Task instructions:
Copy every line from the records below that holds the word "FrameSigner".

[Saved data entries]
┌────────

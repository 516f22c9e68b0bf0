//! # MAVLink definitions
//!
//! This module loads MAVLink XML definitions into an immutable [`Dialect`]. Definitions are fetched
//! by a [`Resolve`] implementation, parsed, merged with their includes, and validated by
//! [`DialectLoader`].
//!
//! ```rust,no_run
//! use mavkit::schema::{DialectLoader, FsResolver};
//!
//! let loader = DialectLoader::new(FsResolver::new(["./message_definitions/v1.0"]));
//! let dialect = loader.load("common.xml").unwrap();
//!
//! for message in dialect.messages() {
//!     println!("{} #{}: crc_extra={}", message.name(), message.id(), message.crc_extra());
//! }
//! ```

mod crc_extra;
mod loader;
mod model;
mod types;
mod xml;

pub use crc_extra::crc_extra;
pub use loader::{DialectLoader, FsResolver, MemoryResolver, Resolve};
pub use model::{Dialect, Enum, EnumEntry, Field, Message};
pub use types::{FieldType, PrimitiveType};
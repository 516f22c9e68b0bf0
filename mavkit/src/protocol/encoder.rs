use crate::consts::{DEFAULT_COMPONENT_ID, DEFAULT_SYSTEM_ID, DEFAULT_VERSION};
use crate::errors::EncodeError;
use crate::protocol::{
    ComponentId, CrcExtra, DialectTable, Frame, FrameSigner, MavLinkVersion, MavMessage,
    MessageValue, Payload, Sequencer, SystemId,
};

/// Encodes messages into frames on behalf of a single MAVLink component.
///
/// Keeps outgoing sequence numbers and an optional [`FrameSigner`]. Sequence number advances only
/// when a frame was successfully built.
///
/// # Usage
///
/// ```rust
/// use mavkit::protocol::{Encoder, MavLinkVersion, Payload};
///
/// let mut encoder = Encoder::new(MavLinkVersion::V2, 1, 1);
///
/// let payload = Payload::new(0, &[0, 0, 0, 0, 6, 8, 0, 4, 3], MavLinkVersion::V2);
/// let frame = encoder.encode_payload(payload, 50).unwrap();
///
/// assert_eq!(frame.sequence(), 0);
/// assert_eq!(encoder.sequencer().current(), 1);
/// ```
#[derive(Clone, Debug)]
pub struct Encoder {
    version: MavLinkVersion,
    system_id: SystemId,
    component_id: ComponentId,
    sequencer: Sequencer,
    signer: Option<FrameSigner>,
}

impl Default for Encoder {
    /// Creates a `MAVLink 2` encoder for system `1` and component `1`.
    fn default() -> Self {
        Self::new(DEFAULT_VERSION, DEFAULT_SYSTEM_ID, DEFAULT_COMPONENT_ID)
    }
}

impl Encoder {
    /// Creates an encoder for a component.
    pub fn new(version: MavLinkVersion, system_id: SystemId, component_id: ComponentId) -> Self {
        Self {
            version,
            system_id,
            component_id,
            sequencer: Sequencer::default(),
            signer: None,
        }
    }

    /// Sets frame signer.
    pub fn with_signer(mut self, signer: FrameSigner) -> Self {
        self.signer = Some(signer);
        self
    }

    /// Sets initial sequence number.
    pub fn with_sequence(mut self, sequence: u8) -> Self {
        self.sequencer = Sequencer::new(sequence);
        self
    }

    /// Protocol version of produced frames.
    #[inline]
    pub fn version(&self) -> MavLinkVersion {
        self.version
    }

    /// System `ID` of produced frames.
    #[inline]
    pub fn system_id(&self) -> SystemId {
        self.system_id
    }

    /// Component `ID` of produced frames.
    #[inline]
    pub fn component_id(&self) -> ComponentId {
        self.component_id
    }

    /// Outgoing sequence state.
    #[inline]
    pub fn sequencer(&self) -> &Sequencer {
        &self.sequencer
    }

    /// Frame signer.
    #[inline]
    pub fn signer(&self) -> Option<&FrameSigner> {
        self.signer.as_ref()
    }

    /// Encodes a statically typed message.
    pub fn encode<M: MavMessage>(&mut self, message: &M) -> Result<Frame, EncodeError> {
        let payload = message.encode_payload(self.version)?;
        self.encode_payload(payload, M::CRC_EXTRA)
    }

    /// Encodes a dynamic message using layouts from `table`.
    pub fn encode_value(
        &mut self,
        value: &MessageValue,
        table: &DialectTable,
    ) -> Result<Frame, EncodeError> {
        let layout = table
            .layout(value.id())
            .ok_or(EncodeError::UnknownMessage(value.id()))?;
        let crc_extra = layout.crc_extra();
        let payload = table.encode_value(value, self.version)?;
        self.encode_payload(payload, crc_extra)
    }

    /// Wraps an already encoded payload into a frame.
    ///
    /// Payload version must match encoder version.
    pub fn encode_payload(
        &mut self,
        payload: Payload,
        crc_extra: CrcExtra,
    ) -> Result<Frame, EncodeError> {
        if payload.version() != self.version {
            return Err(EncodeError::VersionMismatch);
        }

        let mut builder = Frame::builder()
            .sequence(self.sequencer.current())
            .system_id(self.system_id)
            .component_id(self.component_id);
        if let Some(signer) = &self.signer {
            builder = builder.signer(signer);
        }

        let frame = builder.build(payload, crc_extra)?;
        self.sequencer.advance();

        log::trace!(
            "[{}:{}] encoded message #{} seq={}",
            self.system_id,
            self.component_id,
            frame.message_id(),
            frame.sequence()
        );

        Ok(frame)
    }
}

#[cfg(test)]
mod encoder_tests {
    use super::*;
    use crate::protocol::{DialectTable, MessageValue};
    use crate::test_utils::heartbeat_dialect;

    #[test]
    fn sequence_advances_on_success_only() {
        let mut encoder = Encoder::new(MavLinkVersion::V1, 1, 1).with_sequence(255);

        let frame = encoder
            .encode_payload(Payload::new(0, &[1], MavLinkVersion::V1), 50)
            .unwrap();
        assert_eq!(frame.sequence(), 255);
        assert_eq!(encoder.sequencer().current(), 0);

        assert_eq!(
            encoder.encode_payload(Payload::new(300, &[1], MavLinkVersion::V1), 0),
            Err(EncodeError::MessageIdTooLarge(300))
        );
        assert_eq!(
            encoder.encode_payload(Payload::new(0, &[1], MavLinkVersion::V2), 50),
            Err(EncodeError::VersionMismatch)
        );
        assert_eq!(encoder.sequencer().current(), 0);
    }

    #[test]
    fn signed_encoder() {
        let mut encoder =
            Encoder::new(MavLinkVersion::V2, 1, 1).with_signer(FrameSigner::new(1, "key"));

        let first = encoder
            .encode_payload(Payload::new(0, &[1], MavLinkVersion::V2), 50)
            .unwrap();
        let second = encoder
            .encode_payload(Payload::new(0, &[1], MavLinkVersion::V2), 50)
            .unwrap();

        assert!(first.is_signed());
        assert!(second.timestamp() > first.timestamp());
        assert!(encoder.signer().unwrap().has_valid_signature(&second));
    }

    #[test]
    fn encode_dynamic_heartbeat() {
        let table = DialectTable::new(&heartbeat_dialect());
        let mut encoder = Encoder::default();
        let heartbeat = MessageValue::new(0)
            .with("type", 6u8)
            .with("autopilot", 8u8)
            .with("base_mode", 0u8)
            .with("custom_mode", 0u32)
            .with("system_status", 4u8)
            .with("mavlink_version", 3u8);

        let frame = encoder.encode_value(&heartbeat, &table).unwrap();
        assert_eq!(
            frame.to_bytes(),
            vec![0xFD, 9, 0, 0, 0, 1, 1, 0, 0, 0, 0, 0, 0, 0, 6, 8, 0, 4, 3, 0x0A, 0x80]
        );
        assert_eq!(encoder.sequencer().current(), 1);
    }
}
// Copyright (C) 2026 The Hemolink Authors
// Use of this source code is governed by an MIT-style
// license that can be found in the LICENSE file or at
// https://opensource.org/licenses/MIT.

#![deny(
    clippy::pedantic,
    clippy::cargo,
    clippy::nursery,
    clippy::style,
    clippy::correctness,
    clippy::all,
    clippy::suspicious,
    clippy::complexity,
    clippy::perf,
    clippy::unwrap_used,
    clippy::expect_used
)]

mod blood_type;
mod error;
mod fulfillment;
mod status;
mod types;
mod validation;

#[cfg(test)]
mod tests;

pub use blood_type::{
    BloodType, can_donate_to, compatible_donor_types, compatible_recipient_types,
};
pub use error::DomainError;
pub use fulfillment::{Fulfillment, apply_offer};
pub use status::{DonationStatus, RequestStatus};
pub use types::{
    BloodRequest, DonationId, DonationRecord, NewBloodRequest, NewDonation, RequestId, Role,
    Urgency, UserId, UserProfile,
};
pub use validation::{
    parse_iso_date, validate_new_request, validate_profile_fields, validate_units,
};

└────────

Output of the exercise:
    ComponentId, CrcExtra, DialectTable, Frame, FrameSigner, MavLinkVersion, MavMessage,
/// Keeps outgoing sequence numbers and an optional [`FrameSigner`]. Sequence number advances only
    signer: Option<FrameSigner>,
    pub fn with_signer(mut self, signer: FrameSigner) -> Self {
    pub fn signer(&self) -> Option<&FrameSigner> {
            Encoder::new(MavLinkVersion::V2, 1, 1).with_signer(FrameSigner::new(1, "key"));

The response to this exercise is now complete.